* _Exercise_:
Copy out, exactly as written, only the line containing "line.len() >= 2" and the lines after it through the end of the records.

(Dataset items)
use std::io::{self, BufRead, Seek, SeekFrom};

/// Максимальная длина строки по умолчанию (байт).
pub const MAX_LINE_SIZE: usize = 256;

/// Символ комментария по умолчанию.
pub const COMMENT_CHAR: char = '#';

/// Построчный читатель с возвратом к произвольной позиции.
///
/// Принимает окончания строк `\n` и `\r\n`. Строки длиннее `max_line_len`
/// обрезаются, остаток физической строки отбрасывается.
pub struct LineReader<R> {
    inner: R,
    max_line_len: usize,
    comment_char: char,
    raw: Vec<u8>,
    truncated: u64,
}

impl<R: BufRead + Seek> LineReader<R> {
    pub fn new(inner: R) -> Self {
        Self::with_limits(inner, MAX_LINE_SIZE, COMMENT_CHAR)
    }

    pub fn with_limits(
        inner: R,
        max_line_len: usize,
        comment_char: char,
    ) -> Self {
        Self {
            inner,
            max_line_len: max_line_len.max(1),
            comment_char,
            raw: Vec::with_capacity(max_line_len),
            truncated: 0,
        }
    }

    /// Читает следующую строку без терминатора.
    ///
    /// `None` только если поток исчерпан и не осталось ни одного байта:
    /// последняя строка без перевода строки возвращается один раз.
    pub fn read_line(&mut self) -> io::Result<Option<String>> {
        self.raw.clear();

        let n = self.inner.read_until(b'\n', &mut self.raw)?;
        if n == 0 {
            return Ok(None);
        }

        if self.raw.last() == Some(&b'\n') {
            self.raw.pop();
        }
        if self.raw.last() == Some(&b'\r') {
            self.raw.pop();
        }

        if self.raw.len() > self.max_line_len {
            self.raw.truncate(self.max_line_len);
            self.truncated += 1;
        }

        Ok(Some(String::from_utf8_lossy(&self.raw).into_owned()))
    }

    /// Пропускает пустые строки и комментарии, возвращает первую значимую.
    ///
    /// Используется только перед полями заголовков (`[VERSION]`, между
    /// формами), но не внутри циклов записей.
    pub fn skip_comments(&mut self) -> io::Result<Option<String>> {
        while let Some(line) = self.read_line()? {
            if !line.is_empty() && !line.starts_with(self.comment_char) {
                return Ok(Some(line));
            }
        }

        Ok(None)
    }

    /// Следующая запись секции: пустая строка или `[` завершают секцию.
    pub fn read_record(&mut self) -> io::Result<Option<String>> {
        match self.read_line()? {
            Some(line) if !is_section_end(&line) => Ok(Some(line)),
            _ => Ok(None),
        }
    }

    /// Текущая позиция в потоке (байт от начала).
    pub fn position(&mut self) -> io::Result<u64> {
        self.inner.stream_position()
    }

    pub fn seek_to(
        &mut self,
        offset: u64,
    ) -> io::Result<()> {
        self.inner.seek(SeekFrom::Start(offset)).map(|_| ())
    }

    pub fn rewind(&mut self) -> io::Result<()> {
        self.seek_to(0)
    }

    /// Сколько строк было обрезано по длине.
    pub fn truncated_lines(&self) -> u64 {
        self.truncated
    }

    pub fn comment_char(&self) -> char {
        self.comment_char
    }
}

/// Строка является тегом секции: начинается с `[` и заканчивается `]`.
/// Пробелы после `]` делают строку обычной.
pub fn is_section_tag(line: &str) -> bool {
    line.len() >= 2 && line.starts_with('[') && line.ends_with(']')
}

/// Строка завершает цикл записей секции.
pub fn is_section_end(line: &str) -> bool {
    line.is_empty() || line.starts_with('[')
}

* _Your solution_:
    line.len() >= 2 && line.starts_with('[') && line.ends_with(']')
}

/// Строка завершает цикл записей секции.
pub fn is_section_end(line: &str) -> bool {
    line.is_empty() || line.starts_with('[')
}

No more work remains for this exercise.